A potential expansion to the Dreyfus Act--one that would bar sales from US-operating countries to corporations and governments of other parts of the World Tree, was defeated narrowly due only to the potential impacts it would have had on trade and the downsides it was believed to bring for other corporations. Only narrowly, due to the controversy surrounding the RoboCop program that saw the Dreyfus Act upheld to begin with. With such legislation defeated in one world power, the domino effect could not be stopped, throwing wide the gates for regular trade and commerce.

The demand of prosthetics, security and other services and products opened a door no single country or even coalition of countries could reckon with. OCP and others have taken a step back, to allow the influence they have to quietly grow, as opposed to the aggressive attempts to expand that they once utilized--for now at least. The all-consuming capitalistic greed, the eternal debate of machine vs. man... the fields of debate have shifted, but the arguments and battles have not.
Dreyfus Act


The Dreyfus Act was a law passed in the United States spearheaded by Senator Hubert Dreyfus to bar the use of robotic law enforcement measures. Robotic enforcers such as EM-208, intended to replace normal police and military soldiers, and the ED-209 heavy walker were chief amongst the concerns by the Senator. The law was passed and upheld based on the proven cases of a lack of empathy that machines would display when it came to law enforcement, that they could only act in a binary set of clear-cut directives. His belief is simple: machines have no feelings and no understanding of life and death or right or wrong, thus they could not reason or understand beyond their programming, therefore they could not be entitled the power to take a human life.

While this certainly holds true for the machines made by OmniCorp and other corporations, Senator Dreyfus has gone on record to express that, should machines and sentience be somehow developed, he would be open to revisiting the issue. However, when corruption was exposed in the Detroit Police Department, support for the Dreyfus Act began to fall towards repealing it in favor of welcoming autonomous law enforcement. The Dreyfus Act was nearly repealed, as the President vetoed the repeal based on the testimony of Dr. Dennett Norton about the atrocities that were committed for the RoboCop program that had been used to weaken support for the Dreyfus Act.

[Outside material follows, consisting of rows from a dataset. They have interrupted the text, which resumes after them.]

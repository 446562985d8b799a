use crate::routing::{RouteRule, RoutesConfig};
use anyhow::Result;
use async_trait::async_trait;
use serde::{Deserialize, Serialize};
use std::collections::HashMap;
use tokio::sync::Mutex;

#[derive(Debug, Clone, Copy, PartialEq, Eq, Deserialize, Serialize)]
#[serde(rename_all = "snake_case")]
pub enum UserStatus {
    Active,
    Suspended,
}

/// Directory record for a user, as stored by the external user service.
#[derive(Debug, Clone, Deserialize, Serialize)]
pub struct UserRecord {
    #[serde(default)]
    pub extension: Option<String>,
    pub status: UserStatus,
}

impl UserRecord {
    /// Extension usable as a routing target, if the user is active and
    /// has a non-empty one.
    pub fn routable_extension(&self) -> Option<&str> {
        if self.status != UserStatus::Active {
            return None;
        }
        self.extension.as_deref().filter(|ext| !ext.is_empty())
    }
}

/// Assignment state of a provisioned phone number.
#[derive(Debug, Clone, Deserialize, Serialize)]
#[serde(tag = "assignment_type", rename_all = "snake_case")]
pub enum PhoneNumberAssignment {
    /// Directly assigned to a user; the routing fallback when no rule
    /// produces a decision
    User { user_id: String },
    Unassigned,
}

/// Read-only access to stored routing rules.
#[async_trait]
pub trait RuleStore: Send + Sync {
    /// Enabled rules for the number, ordered ascending by priority.
    async fn list_enabled_rules(&self, phone_number_id: &str) -> Result<Vec<RouteRule>>;
}

/// Read-only access to user and phone-number records.
#[async_trait]
pub trait SubscriberStore: Send + Sync {
    async fn get_user(&self, user_id: &str) -> Result<Option<UserRecord>>;
    async fn get_phone_number(
        &self,
        phone_number_id: &str,
    ) -> Result<Option<PhoneNumberAssignment>>;
}

pub struct MemoryRuleStore {
    rules: Mutex<Vec<RouteRule>>,
}

impl MemoryRuleStore {
    pub fn new(rules: Vec<RouteRule>) -> Self {
        Self {
            rules: Mutex::new(rules),
        }
    }

    pub fn from_config(config: RoutesConfig) -> Self {
        Self::new(config.rules)
    }

    pub async fn add_rule(&self, rule: RouteRule) {
        self.rules.lock().await.push(rule);
    }

    pub async fn replace_rules(&self, rules: Vec<RouteRule>) {
        *self.rules.lock().await = rules;
    }
}

#[async_trait]
impl RuleStore for MemoryRuleStore {
    async fn list_enabled_rules(&self, phone_number_id: &str) -> Result<Vec<RouteRule>> {
        let mut rules: Vec<RouteRule> = self
            .rules
            .lock()
            .await
            .iter()
            .filter(|rule| rule.enabled && rule.phone_number_id == phone_number_id)
            .cloned()
            .collect();
        rules.sort_by_key(|rule| rule.priority);
        Ok(rules)
    }
}

pub struct MemorySubscriberStore {
    users: Mutex<HashMap<String, UserRecord>>,
    numbers: Mutex<HashMap<String, PhoneNumberAssignment>>,
}

impl MemorySubscriberStore {
    pub fn new() -> Self {
        Self {
            users: Mutex::new(HashMap::new()),
            numbers: Mutex::new(HashMap::new()),
        }
    }

    pub async fn insert_user(&self, user_id: &str, user: UserRecord) {
        self.users.lock().await.insert(user_id.to_string(), user);
    }

    pub async fn insert_phone_number(
        &self,
        phone_number_id: &str,
        assignment: PhoneNumberAssignment,
    ) {
        self.numbers
            .lock()
            .await
            .insert(phone_number_id.to_string(), assignment);
    }

    pub async fn set_user_status(&self, user_id: &str, status: UserStatus) {
        if let Some(user) = self.users.lock().await.get_mut(user_id) {
            user.status = status;
        }
    }
}

impl Default for MemorySubscriberStore {
    fn default() -> Self {
        Self::new()
    }
}

#[async_trait]
impl SubscriberStore for MemorySubscriberStore {
    async fn get_user(&self, user_id: &str) -> Result<Option<UserRecord>> {
        Ok(self.users.lock().await.get(user_id).cloned())
    }

    async fn get_phone_number(
        &self,
        phone_number_id: &str,
    ) -> Result<Option<PhoneNumberAssignment>> {
        Ok(self.numbers.lock().await.get(phone_number_id).cloned())
    }
}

An attempt to expand the Dreyfus Act fell short, with the intent to limit sales and trade of robotics to countries and corporations of worlds beyond this one, if only narrowly. This meant that although robots were still limited from operation in the United States, those who had no compunction against robotic replacement forces could still engage in trade with companies like OmniCorp in worlds and countries of the Tree. While there is still concern about what companies, unfettered by most standards of accountability are going to do in the future, all eyes are on Alex Murphy who has become an ad-hoc representative of what OCP and the world he comes from have to offer; both the good and the bad.